With every meal, hundreds of people have contributed to get the food from the farmer to my plate. Even the spices and the salt and the condiments add to the party.  Although you may eat your meal by yourself, you never truly eat alone.

In the spirit of gratitude and thanks to all who’ve helped make my meal, I went out into the studio and created, Thanks for the Good Lunch. Earlier in the week, when I had a particularly nice-looking meal, I took a picture. That day I had made a cauliflower crust pizza with artichokes, olives, red onion slivers and spinach. I added cut apple, baby carrots and snap peas. I had a warm cup of chicory coffee with soy milk and an oat flour muffin with cranberries, walnuts, dates and orange zest. See what I mean about ingredients?

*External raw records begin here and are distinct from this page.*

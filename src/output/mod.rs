//! Output module for exporting results and reporting on runs
//!
//! This module handles:
//! - Exporting the dataset as CSV and JSON
//! - Writing the failed task report
//! - Reading manually prepared records
//! - Summarizing a crawl run

mod dataset;
mod failures;
mod import;
pub mod stats;

pub use dataset::{export_dataset, json_sibling, sorted_records, DATASET_COLUMNS};
pub use failures::write_failure_report;
pub use import::read_manual_records;
pub use stats::{format_summary, print_summary, RunSummary, TaskCounts};

use std::path::Path;
use thiserror::Error;

/// Errors that can occur while reading or writing output files
#[derive(Debug, Error)]
pub enum OutputError {
    #[error("IO error on {path}: {source}")]
    Io {
        path: String,
        source: std::io::Error,
    },

    #[error("CSV error in {path}: {source}")]
    Csv { path: String, source: csv::Error },

    #[error("JSON error: {0}")]
    Json(#[from] serde_json::Error),

    #[error("Invalid row at line {line} of {path}: {message}")]
    InvalidRow {
        path: String,
        line: usize,
        message: String,
    },
}

impl OutputError {
    pub(crate) fn io(path: &Path, source: std::io::Error) -> Self {
        Self::Io {
            path: path.display().to_string(),
            source,
        }
    }

    pub(crate) fn csv(path: &Path, source: csv::Error) -> Self {
        Self::Csv {
            path: path.display().to_string(),
            source,
        }
    }
}
//! Decoding text into stores.
//!
//! `Parser` is the entry point; `parse` is a shorthand using the default
//! configuration.

pub mod builder;

pub use builder::{parse, Parser};
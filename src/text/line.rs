//! Line classification.
//!
//! One tab is one level of nesting. A line's depth is the number of leading
//! tabs; at depth 0 a line opens a record when it contains a `:`.

use std::borrow::Cow;

/// Byte order mark some editors write at the start of UTF-8 text.
const BOM: char = '\u{feff}';

/// One logical line of input.
#[derive(Clone, Copy, Debug, PartialEq, Eq)]
pub struct Line<'a> {
    /// 1-based line number in the source text.
    pub number: usize,
    /// Number of leading tab characters.
    pub depth: usize,
    /// The full line, tabs included, without its line ending.
    pub raw: &'a str,
}

impl<'a> Line<'a> {
    /// Classify a single line.
    #[must_use]
    pub fn new(number: usize, raw: &'a str) -> Self {
        let depth = raw.bytes().take_while(|&b| b == b'\t').count();
        Self { number, depth, raw }
    }

    /// The line with its leading tabs removed.
    #[must_use]
    pub fn body(&self) -> &'a str {
        &self.raw[self.depth..]
    }

    /// Check if the line has no visible content.
    #[must_use]
    pub fn is_blank(&self) -> bool {
        self.raw.trim().is_empty()
    }

    /// Byte offset of the `:` separator within [`Line::body`].
    #[must_use]
    pub fn separator(&self) -> Option<usize> {
        self.body().find(':')
    }

    /// Does this line start a new record at the current level?
    #[must_use]
    pub fn opens_record(&self) -> bool {
        self.depth == 0 && !self.is_blank() && self.separator().is_some()
    }

    /// The line with exactly one leading tab removed.
    #[must_use]
    pub fn outdented(&self) -> &'a str {
        if self.depth > 0 {
            &self.raw[1..]
        } else {
            self.raw
        }
    }
}

/// Iterate over the lines of already-normalized text.
///
/// `first_line` is the number given to the first line, so nested blocks
/// can report positions in their parent's coordinates.
pub fn lines(text: &str, first_line: usize) -> impl Iterator<Item = Line<'_>> {
    text.split('\n')
        .enumerate()
        .map(move |(i, raw)| Line::new(first_line + i, raw))
}

/// Drop a leading byte order mark and convert `\r\n` / `\r` to `\n`.
#[must_use]
pub fn normalize(text: &str) -> Cow<'_, str> {
    let text = text.strip_prefix(BOM).unwrap_or(text);
    if text.contains('\r') {
        Cow::Owned(text.replace("\r\n", "\n").replace('\r', "\n"))
    } else {
        Cow::Borrowed(text)
    }
}

/// Remove one leading tab from every line that has one.
///
/// Used for record bodies taken straight from a file, where every line but
/// possibly the first still carries the record's own indentation.
#[must_use]
pub fn outdent(text: &str) -> String {
    let mut out = String::with_capacity(text.len());
    for (i, raw) in text.split('\n').enumerate() {
        if i > 0 {
            out.push('\n');
        }
        out.push_str(raw.strip_prefix('\t').unwrap_or(raw));
    }
    out
}

#[cfg(test)]
mod tests {
    use super::*;

    #[test]
    fn test_depth_and_body() {
        let line = Line::new(1, "\t\tname: Bolt");
        assert_eq!(line.depth, 2);
        assert_eq!(line.body(), "name: Bolt");
        assert_eq!(line.outdented(), "\tname: Bolt");
        assert!(!line.opens_record());
    }

    #[test]
    fn test_opens_record() {
        assert!(Line::new(1, "game: magic").opens_record());
        assert!(Line::new(1, "styling:").opens_record());
        assert!(!Line::new(1, "just words").opens_record());
        assert!(!Line::new(1, "   ").opens_record());
    }

    #[test]
    fn test_blank_lines() {
        assert!(Line::new(1, "").is_blank());
        assert!(Line::new(1, "\t\t").is_blank());
        assert!(Line::new(1, " \t ").is_blank());
        assert!(!Line::new(1, "\tx").is_blank());
    }

    #[test]
    fn test_lines_numbering() {
        let numbers: Vec<_> = lines("a: 1\nb: 2\n\tc: 3", 10).map(|l| (l.number, l.depth)).collect();
        assert_eq!(numbers, vec![(10, 0), (11, 0), (12, 1)]);
    }

    #[test]
    fn test_normalize() {
        assert_eq!(normalize("\u{feff}a: 1\r\nb: 2\rc: 3"), "a: 1\nb: 2\nc: 3");
        assert!(matches!(normalize("a: 1\nb: 2"), Cow::Borrowed(_)));
    }

    #[test]
    fn test_outdent() {
        assert_eq!(outdent("a: 1\n\tb: 2\n\t\tc: 3\n"), "a: 1\nb: 2\n\tc: 3\n");
    }
}
//! The set aggregate.
//!
//! A set package holds:
//!
//! - `set`: the set file itself (required)
//! - `*.mse-symbol`: symbol definitions, same text format
//! - `image*`: card art and other images, kept as raw bytes
//!
//! The set file's root store is consumed field by field: the well-known
//! keys become typed fields of [`Set`], every `card` and `keyword` block is
//! collected in order, and whatever is left is kept in [`Set::extra`].

use std::path::Path;

use rustc_hash::FxHashMap;
use serde::{Deserialize, Serialize};
use tracing::{debug, warn};

use super::container::{Container, DirectoryContainer};
use super::game::Game;
use crate::core::{LoadError, LoadResult, ParseConfig, ParseError, Store, Value};
use crate::parser::Parser;
use crate::records::{CardRecord, KeywordRecord, CARD, KEYWORD};

/// Name of the set file entry.
pub const SET_ENTRY: &str = "set";

/// Suffix of symbol entries.
pub const SYMBOL_SUFFIX: &str = ".mse-symbol";

/// Prefix of image entries.
pub const IMAGE_PREFIX: &str = "image";

/// A decoded set package.
#[derive(Clone, Debug, Default, PartialEq, Serialize, Deserialize)]
pub struct Set {
    /// Name of the game package the set is for.
    pub game: String,

    /// Name of the default stylesheet.
    pub stylesheet: String,

    /// Version of the program that wrote the set.
    pub mse_version: String,

    /// Set-wide styling options.
    pub styling: Store,

    /// Cards, in file order.
    pub cards: Vec<CardRecord>,

    /// Custom keywords, in file order.
    pub keywords: Vec<KeywordRecord>,

    /// Image entries by entry name.
    pub images: FxHashMap<String, Vec<u8>>,

    /// Parsed symbol entries by entry name.
    pub symbols: FxHashMap<String, Store>,

    /// Root fields not consumed above (`set info`, `version control`, ...).
    pub extra: Store,

    /// Card and keyword records that failed to decode and were left out.
    #[serde(skip)]
    pub skipped: Vec<ParseError>,
}

impl Set {
    /// Assemble a set from the root store of a decoded set file.
    ///
    /// Fails if `game`, `stylesheet` or `mse version` is missing.
    pub fn from_store(mut root: Store) -> LoadResult<Self> {
        let game = take_text(&mut root, "game")?;
        let stylesheet = take_text(&mut root, "stylesheet")?;
        let mse_version = take_text(&mut root, "mse version")?;

        let styling = match root.remove_first("styling") {
            Some(Value::Map(styling)) => styling,
            Some(other) => {
                debug!(kind = other.kind_name(), "set styling is not a block, ignoring");
                Store::new()
            }
            None => Store::new(),
        };

        let cards = root
            .remove_all(CARD)
            .into_iter()
            .filter_map(|value| match value {
                Value::Card(card) => Some(card),
                other => {
                    warn!(kind = other.kind_name(), "ignoring `card` entry that is not a block");
                    None
                }
            })
            .collect();

        let keywords = root
            .remove_all(KEYWORD)
            .into_iter()
            .filter_map(|value| match value {
                Value::Keyword(keyword) => Some(keyword),
                other => {
                    warn!(kind = other.kind_name(), "ignoring `keyword` entry that is not a block");
                    None
                }
            })
            .collect();

        Ok(Self {
            game,
            stylesheet,
            mse_version,
            styling,
            cards,
            keywords,
            images: FxHashMap::default(),
            symbols: FxHashMap::default(),
            extra: root,
            skipped: Vec::new(),
        })
    }

    /// Decode a set file's text.
    pub fn parse(text: &str, config: &ParseConfig) -> LoadResult<Self> {
        let mut parser = Parser::new(config.clone());
        let root = parser.parse(text).map_err(|source| LoadError::Parse {
            entry: SET_ENTRY.to_string(),
            source,
        })?;
        let mut set = Self::from_store(root)?;
        set.skipped = parser.take_skipped();
        Ok(set)
    }

    /// Load a set package from a container.
    pub fn load<C: Container + ?Sized>(container: &C, config: &ParseConfig) -> LoadResult<Self> {
        let text = container.read_text(SET_ENTRY)?;
        let mut set = Self::parse(&text, config)?;

        let names = container.entry_names().map_err(|source| LoadError::Io {
            entry: String::from("*"),
            source,
        })?;
        let mut parser = Parser::new(config.clone());
        for name in names {
            if name.ends_with(SYMBOL_SUFFIX) {
                let text = container.read_text(&name)?;
                let symbol = parser.parse(&text).map_err(|source| LoadError::Parse {
                    entry: name.clone(),
                    source,
                })?;
                set.symbols.insert(name, symbol);
            } else if name.starts_with(IMAGE_PREFIX) {
                let bytes = container.read_bytes(&name)?;
                set.images.insert(name, bytes);
            }
        }
        set.skipped.extend(parser.take_skipped());

        debug!(
            game = %set.game,
            cards = set.cards.len(),
            keywords = set.keywords.len(),
            images = set.images.len(),
            symbols = set.symbols.len(),
            skipped = set.skipped.len(),
            "loaded set"
        );
        Ok(set)
    }

    /// Load an unpacked set package from a directory.
    pub fn open(path: impl AsRef<Path>, config: &ParseConfig) -> LoadResult<Self> {
        Self::load(&DirectoryContainer::new(path.as_ref()), config)
    }

    /// The `set info` block (title, description, symbol, ...).
    #[must_use]
    pub fn set_info(&self) -> Option<&Store> {
        self.extra.get_first::<Store>("set info")
    }

    /// The set title from `set info`.
    #[must_use]
    pub fn title(&self) -> Option<&str> {
        self.set_info().and_then(|info| info.get_str("title"))
    }

    /// Image bytes referenced by a card's `image` field.
    #[must_use]
    pub fn card_image(&self, card: &CardRecord) -> Option<&[u8]> {
        card.image()
            .and_then(|name| self.images.get(name))
            .map(Vec::as_slice)
    }

    /// Cards whose game field `name` equals `value`.
    pub fn cards_where<'a>(
        &'a self,
        name: &'a str,
        value: &'a str,
    ) -> impl Iterator<Item = &'a CardRecord> + 'a {
        self.cards
            .iter()
            .filter(move |card| card.field(name) == Some(value))
    }

    /// Is this set written for `game`?
    #[must_use]
    pub fn uses_game(&self, game: &Game) -> bool {
        self.game.eq_ignore_ascii_case(&game.version.name)
    }
}

fn take_text(root: &mut Store, key: &'static str) -> LoadResult<String> {
    root.take_first::<String>(key)
        .ok_or(LoadError::MissingField(key))
}
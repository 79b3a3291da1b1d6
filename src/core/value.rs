//! Typed values stored in a [`Store`].
//!
//! Every value decoded from a set file is one of six kinds:
//!
//! - `String`: plain text (titles, rule text, numbers, booleans)
//! - `Color`: an `rgb(r,g,b)` literal
//! - `Timestamp`: a `YYYY-MM-DD HH:MM:SS` literal
//! - `Map`: an indented block of nested records
//! - `Card`: a `card` block
//! - `Keyword`: a `keyword` block
//!
//! Numbers and booleans are deliberately left as text; the format does not
//! tag them and only the game definition knows how to read them.

use std::fmt;

use chrono::NaiveDateTime;
use serde::{Deserialize, Serialize};

use super::store::Store;
use crate::records::{CardRecord, KeywordRecord};

/// Calendar date-time with second precision and no timezone.
pub type Timestamp = NaiveDateTime;

/// An RGB color with 8-bit channels.
#[derive(Clone, Copy, Debug, Default, PartialEq, Eq, Hash, Serialize, Deserialize)]
pub struct Color {
    pub r: u8,
    pub g: u8,
    pub b: u8,
}

impl Color {
    /// Create a color from its channels.
    #[must_use]
    pub const fn new(r: u8, g: u8, b: u8) -> Self {
        Self { r, g, b }
    }
}

impl fmt::Display for Color {
    fn fmt(&self, f: &mut fmt::Formatter<'_>) -> fmt::Result {
        write!(f, "rgb({},{},{})", self.r, self.g, self.b)
    }
}

/// A decoded value.
#[derive(Clone, Debug, PartialEq, Serialize, Deserialize)]
pub enum Value {
    /// Plain text, trimmed of surrounding whitespace.
    String(String),
    /// `rgb(r,g,b)` literal.
    Color(Color),
    /// `YYYY-MM-DD HH:MM:SS` literal.
    Timestamp(Timestamp),
    /// Nested block of records.
    Map(Store),
    /// A `card` block.
    Card(CardRecord),
    /// A `keyword` block.
    Keyword(KeywordRecord),
}

impl Value {
    /// Name of this value's kind, for diagnostics.
    #[must_use]
    pub fn kind_name(&self) -> &'static str {
        match self {
            Value::String(_) => "string",
            Value::Color(_) => "color",
            Value::Timestamp(_) => "timestamp",
            Value::Map(_) => "map",
            Value::Card(_) => "card",
            Value::Keyword(_) => "keyword",
        }
    }

    /// Get as text if this is a String value.
    #[must_use]
    pub fn as_str(&self) -> Option<&str> {
        match self {
            Value::String(s) => Some(s),
            _ => None,
        }
    }

    /// Get as color if this is a Color value.
    #[must_use]
    pub fn as_color(&self) -> Option<Color> {
        match self {
            Value::Color(c) => Some(*c),
            _ => None,
        }
    }

    /// Get as timestamp if this is a Timestamp value.
    #[must_use]
    pub fn as_timestamp(&self) -> Option<Timestamp> {
        match self {
            Value::Timestamp(t) => Some(*t),
            _ => None,
        }
    }

    /// Get as nested store if this is a Map value.
    #[must_use]
    pub fn as_map(&self) -> Option<&Store> {
        match self {
            Value::Map(m) => Some(m),
            _ => None,
        }
    }

    /// Get as card if this is a Card value.
    #[must_use]
    pub fn as_card(&self) -> Option<&CardRecord> {
        match self {
            Value::Card(c) => Some(c),
            _ => None,
        }
    }

    /// Get as keyword if this is a Keyword value.
    #[must_use]
    pub fn as_keyword(&self) -> Option<&KeywordRecord> {
        match self {
            Value::Keyword(k) => Some(k),
            _ => None,
        }
    }

    /// Convert into the concrete type `T`, handing the value back on mismatch.
    pub fn into_typed<T: FromValue>(self) -> Result<T, Value> {
        T::from_value(self)
    }
}

/// Conversion from a [`Value`] to one of its payload types.
///
/// This is what makes `Store::get_first::<T>` a lenient typed probe: a
/// variant mismatch is reported as `None`, not as an error.
pub trait FromValue: Sized {
    /// Borrow the payload if `value` holds this type.
    fn from_ref(value: &Value) -> Option<&Self>;

    /// Take the payload if `value` holds this type, otherwise return it.
    fn from_value(value: Value) -> Result<Self, Value>;
}

macro_rules! from_value {
    ($ty:ty, $variant:ident) => {
        impl FromValue for $ty {
            fn from_ref(value: &Value) -> Option<&Self> {
                match value {
                    Value::$variant(v) => Some(v),
                    _ => None,
                }
            }

            fn from_value(value: Value) -> Result<Self, Value> {
                match value {
                    Value::$variant(v) => Ok(v),
                    other => Err(other),
                }
            }
        }

        impl From<$ty> for Value {
            fn from(v: $ty) -> Self {
                Value::$variant(v)
            }
        }
    };
}

from_value!(String, String);
from_value!(Color, Color);
from_value!(Timestamp, Timestamp);
from_value!(Store, Map);
from_value!(CardRecord, Card);
from_value!(KeywordRecord, Keyword);

impl From<&str> for Value {
    fn from(v: &str) -> Self {
        Value::String(v.to_string())
    }
}

#[cfg(test)]
mod tests {
    use super::*;
    use chrono::NaiveDate;

    fn ts() -> Timestamp {
        NaiveDate::from_ymd_opt(2024, 1, 2)
            .and_then(|d| d.and_hms_opt(3, 4, 5))
            .unwrap()
    }

    #[test]
    fn test_color_display() {
        assert_eq!(Color::new(255, 0, 17).to_string(), "rgb(255,0,17)");
    }

    #[test]
    fn test_accessors_match_variant() {
        let text: Value = "hello".into();
        assert_eq!(text.as_str(), Some("hello"));
        assert_eq!(text.as_color(), None);
        assert_eq!(text.kind_name(), "string");

        let color: Value = Color::new(1, 2, 3).into();
        assert_eq!(color.as_color(), Some(Color::new(1, 2, 3)));
        assert_eq!(color.as_str(), None);

        let time: Value = ts().into();
        assert_eq!(time.as_timestamp(), Some(ts()));
        assert!(time.as_map().is_none());
    }

    #[test]
    fn test_from_ref_is_lenient() {
        let value = Value::Color(Color::new(9, 9, 9));
        assert!(<String as FromValue>::from_ref(&value).is_none());
        assert_eq!(
            <Color as FromValue>::from_ref(&value),
            Some(&Color::new(9, 9, 9))
        );
    }

    #[test]
    fn test_into_typed_returns_value_on_mismatch() {
        let value = Value::String("5".into());
        let back = value.clone().into_typed::<Color>().unwrap_err();
        assert_eq!(back, value);
        assert_eq!(value.into_typed::<String>().unwrap(), "5");
    }

    #[test]
    fn test_serialization() {
        let value = Value::Color(Color::new(10, 20, 30));
        let json = serde_json::to_string(&value).unwrap();
        let back: Value = serde_json::from_str(&json).unwrap();
        assert_eq!(back, value);
    }
}
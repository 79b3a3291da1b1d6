//! # mse-set
//!
//! Reader for Magic Set Editor set packages.
//!
//! A set package is a container of named entries. The `set` entry is a
//! tab-indented text file of `title: value` records; this crate decodes it
//! into an ordered, typed store and assembles a [`Set`] from it.
//!
//! ## Design Principles
//!
//! 1. **Order-Preserving**: Keys repeat (`card`, `keyword`) and their order
//!    matters, so stores are ordered multimaps, never hash maps.
//!
//! 2. **Schema-Free**: Game-specific card fields are kept as text under
//!    their own titles. No game definition is needed to read a set.
//!
//! 3. **Typed Scalars**: Values are classified as color, timestamp or text
//!    into a closed [`Value`] enum.
//!
//! ## Modules
//!
//! - `core`: values, the ordered store, errors, configuration
//! - `text`: line classification, record splitting, scalar classification
//! - `parser`: the recursive structure builder
//! - `records`: card and keyword decoders
//! - `package`: containers, the set aggregate, game packages
//!
//! ## Example
//!
//! ```
//! use mse_set::{MemoryContainer, ParseConfig, Set};
//!
//! let container = MemoryContainer::new().with_entry(
//!     "set",
//!     "mse version: 2.0.0\ngame: magic\nstylesheet: m15\ncard:\n\tname: Goblin\n",
//! );
//! let set = Set::load(&container, &ParseConfig::default()).unwrap();
//!
//! assert_eq!(set.game, "magic");
//! assert_eq!(set.cards[0].field("name"), Some("Goblin"));
//! ```

pub mod core;
pub mod package;
pub mod parser;
pub mod records;
pub mod text;

// Re-export commonly used types
pub use crate::core::{
    BareLinePolicy, Color, Entry, ErrorKind, FromValue, LoadError, LoadResult, ParseConfig,
    ParseError, ParseResult, RecordErrorPolicy, Store, Timestamp, Value,
};

pub use crate::parser::{parse, Parser};

pub use crate::records::{CardRecord, KeywordRecord};

pub use crate::package::{
    Container, DirectoryContainer, Game, MemoryContainer, PackageVersion, Set,
};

With each one came hundreds of workers, a veritable army of food workers who collaborated to get their goods to the store where I could buy it and create a healthy lunch. I didn’t even include the woman who posted her cauliflower crust recipe on-line, or the electricity my oven used while I was baking muffins and pizza crusts. The interconnections can go on and on, so I try to keep my thanks to the food itself. Still, there are a lot of people involved in some way.

My food ritual may be time consuming, and yes, sometimes I am thanking the people while I am chewing thoughtfully on my concoction. I’ve taken the time to make this nice meal, it would be a shame to let it get cold while I ran through my mental list. I know I don’t remember everyone, but my point is this; by taking a few moments to remember, it connects me to my food in a very mindful way, my meal becomes a meditation in mindfulness and allows me to nurture my mind and my soul as well as my body. It also serves as a reminder how interconnected we truly are. All the way down to our salt.

And that, makes for one, delicious, mindful lunch.

2 thoughts on “Mindful Eating

  1. This is exactly what I was envisioning! Thank you for sharing your ritual with the world. So many people do this just at Thanksgiving, and it’s something we need to practice on the DAILY. We’re already so disconnected from our food that when we don’t make a conscious effort to think about it every day, we forget just how much goes into delivering that food to our plates. Your practice of gratitude really brings that home. Synergy at its finest, indeed!